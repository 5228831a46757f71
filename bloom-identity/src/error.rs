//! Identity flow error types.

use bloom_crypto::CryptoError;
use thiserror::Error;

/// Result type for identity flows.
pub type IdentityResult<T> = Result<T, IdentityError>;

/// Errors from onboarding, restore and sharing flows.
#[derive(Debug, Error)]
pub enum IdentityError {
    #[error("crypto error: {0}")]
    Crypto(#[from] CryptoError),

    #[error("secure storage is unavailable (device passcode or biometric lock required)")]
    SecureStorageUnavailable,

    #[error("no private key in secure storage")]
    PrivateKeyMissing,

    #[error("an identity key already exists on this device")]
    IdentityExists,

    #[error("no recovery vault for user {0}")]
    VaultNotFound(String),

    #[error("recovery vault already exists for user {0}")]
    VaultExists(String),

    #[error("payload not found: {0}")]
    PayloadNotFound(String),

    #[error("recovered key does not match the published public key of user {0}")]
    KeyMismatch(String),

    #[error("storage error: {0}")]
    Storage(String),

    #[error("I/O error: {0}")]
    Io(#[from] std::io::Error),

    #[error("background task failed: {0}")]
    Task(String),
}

...

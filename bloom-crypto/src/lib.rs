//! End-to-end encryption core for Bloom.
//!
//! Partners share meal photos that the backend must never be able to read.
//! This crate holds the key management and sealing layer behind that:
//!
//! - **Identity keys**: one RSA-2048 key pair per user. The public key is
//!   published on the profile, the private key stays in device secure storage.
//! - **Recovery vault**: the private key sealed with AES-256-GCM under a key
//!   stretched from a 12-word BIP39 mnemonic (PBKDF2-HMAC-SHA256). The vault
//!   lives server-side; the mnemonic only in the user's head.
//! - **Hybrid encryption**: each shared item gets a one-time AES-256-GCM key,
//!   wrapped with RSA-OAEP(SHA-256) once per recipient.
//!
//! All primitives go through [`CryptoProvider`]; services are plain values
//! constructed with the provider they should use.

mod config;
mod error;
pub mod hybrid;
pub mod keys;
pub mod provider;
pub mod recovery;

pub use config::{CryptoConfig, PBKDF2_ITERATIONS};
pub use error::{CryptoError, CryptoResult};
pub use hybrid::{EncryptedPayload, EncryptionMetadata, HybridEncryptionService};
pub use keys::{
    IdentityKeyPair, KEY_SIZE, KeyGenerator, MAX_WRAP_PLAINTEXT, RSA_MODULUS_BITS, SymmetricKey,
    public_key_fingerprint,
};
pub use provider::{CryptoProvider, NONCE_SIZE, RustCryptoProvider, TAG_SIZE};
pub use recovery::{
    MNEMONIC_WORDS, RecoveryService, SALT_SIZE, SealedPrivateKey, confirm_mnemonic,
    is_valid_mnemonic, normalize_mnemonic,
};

**What you have to do**: Check every line above for the string "flows", and copy the ones that have it.

**Result of this task**:
/// Result type for identity flows.
/// Errors from onboarding, restore and sharing flows.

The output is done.